Saturday, November 23, 2013

Mesothelioma, what is it?




* Mesothelioma: is a form of cancer that is almost always caused by exposure to asbestos and it is most frequently arises from the cells lining the sacs of the chest (the pleura) or the abdomen (the peritoneum).
*Most people who develop mesothelioma have worked on jobs where they inhaled asbestos particles, or they have been exposed to asbestos dust and fiber in other ways.Pleural mesothelioma is the most common form, often presenting with symptoms in the chest area. Peritoneal mesothelioma is much less common. This can effect the organs in the abdomen, and its symptoms are related to this area of the body, that is, abdominal swelling, nausea, vomiting, and bowel obstruction. The rarest form of mesothelioma is pericardial mesothelioma, which involves the sac surrounding the heart.It has also been suggested that washing the clothes of a family member who worked with asbestos can put a person at risk for developing mesothelioma. Unlike lung cancer, there is no association between mesothelioma and smoking, but smoking greatly increases risk of other asbestos-induced cancer. Compensation via asbestos funds or lawsuits is an important issue in mesothelioma (see asbestos and the law).
*There are two major cell types of mesothelioma, epithelial and sarcomatoid. Sometimes both of these cell types can be present. The sarcomatoid type is rarer and occurs in only about 15% of cases; it portends a poorer prognosis. In very rare cases, mesothelioma can originate from benign, non-malignant cells. This so-called benign mesothelioma can be cured surgically.

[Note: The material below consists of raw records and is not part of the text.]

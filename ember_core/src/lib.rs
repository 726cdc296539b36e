//! # Ember Core
//!
//! Shared infrastructure for the Ember JIT compiler:
//!
//! - **Error Handling**: The `JitError` hierarchy and `JitResult` alias
//! - **Logging**: Logger installation over the `log` facade

#![deny(unsafe_op_in_unsafe_fn)]
#![warn(missing_docs)]
#![warn(clippy::all)]

pub mod error;
pub mod logging;

pub use error::{JitError, JitResult};

/// Ember runtime version.
pub const VERSION: &str = env!("CARGO_PKG_VERSION");
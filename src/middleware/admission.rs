//! Per-caller admission control guarding the scan entry point.
//!
//! The gate is an injected collaborator rather than a process-wide
//! singleton, so the in-memory implementation can be swapped for one backed
//! by a shared store without touching the scan core.

use std::collections::HashMap;
use std::time::{Duration, Instant};

use async_trait::async_trait;
use axum::http::HeaderMap;
use tokio::sync::Mutex;

/// Outcome of one check-and-consume call.
#[derive(Debug, Clone, Copy, PartialEq)]
pub enum Admission {
    Granted,
    Denied { retry_after: Duration },
}

/// Request-budget check consulted once per inbound scan, before any fetch.
#[async_trait]
pub trait AdmissionGate: Send + Sync {
    async fn check(&self, caller_id: &str) -> Admission;
}

/// Identity the budget is keyed by: the first `x-forwarded-for` entry,
/// falling back to loopback when the header is absent.
pub fn caller_id(headers: &HeaderMap) -> String {
    headers
        .get("x-forwarded-for")
        .and_then(|v| v.to_str().ok())
        .and_then(|v| v.split(',').next())
        .map(|v| v.trim().to_string())
        .unwrap_or_else(|| "127.0.0.1".to_string())
}

struct WindowState {
    started: Instant,
    used: u32,
}

/// Fixed-window in-memory gate: `points` scans per caller per `window`.
pub struct MemoryAdmissionGate {
    points: u32,
    window: Duration,
    windows: Mutex<HashMap<String, WindowState>>,
}

impl MemoryAdmissionGate {
    pub fn new(points: u32, window: Duration) -> Self {
        Self {
            points,
            window,
            windows: Mutex::new(HashMap::new()),
        }
    }

    #[cfg(test)]
    async fn tracked_callers(&self) -> usize {
        self.windows.lock().await.len()
    }
}

#[async_trait]
impl AdmissionGate for MemoryAdmissionGate {
    async fn check(&self, caller_id: &str) -> Admission {
        let now = Instant::now();
        let mut windows = self.windows.lock().await;

        // Caller ids come from a spoofable header; expired windows are
        // dropped on every check so the map cannot grow unboundedly.
        windows.retain(|_, state| now.duration_since(state.started) < self.window);

        let state = windows
            .entry(caller_id.to_string())
            .or_insert_with(|| WindowState {
                started: now,
                used: 0,
            });

        let elapsed = now.duration_since(state.started);
        if state.used < self.points {
            state.used += 1;
            Admission::Granted
        } else {
            Admission::Denied {
                retry_after: self.window.saturating_sub(elapsed),
            }
        }
    }
}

*The symptoms of mesothelioma include shortness of breath due to pleural effusion (fluid between the lung and the chest wall) or chest wall pain, and general symptoms such as weight loss. The diagnosis may be suspected with chest X-ray and CT scan, and is confirmed with a biopsy (tissue sample) and microscopic examination. A thoracoscopy (inserting a tube with a camera into the chest) can be used to take biopsies. It allows the introduction of substances such as talc to obliterate the pleural space (called pleurodesis), which prevents more fluid from accumulating and pressing on the lung. Despite treatment with chemotherapy, radiation therapy or sometimes surgery, the disease carries a poor prognosis. Research about screening tests for the early detection of mesothelioma is ongoing.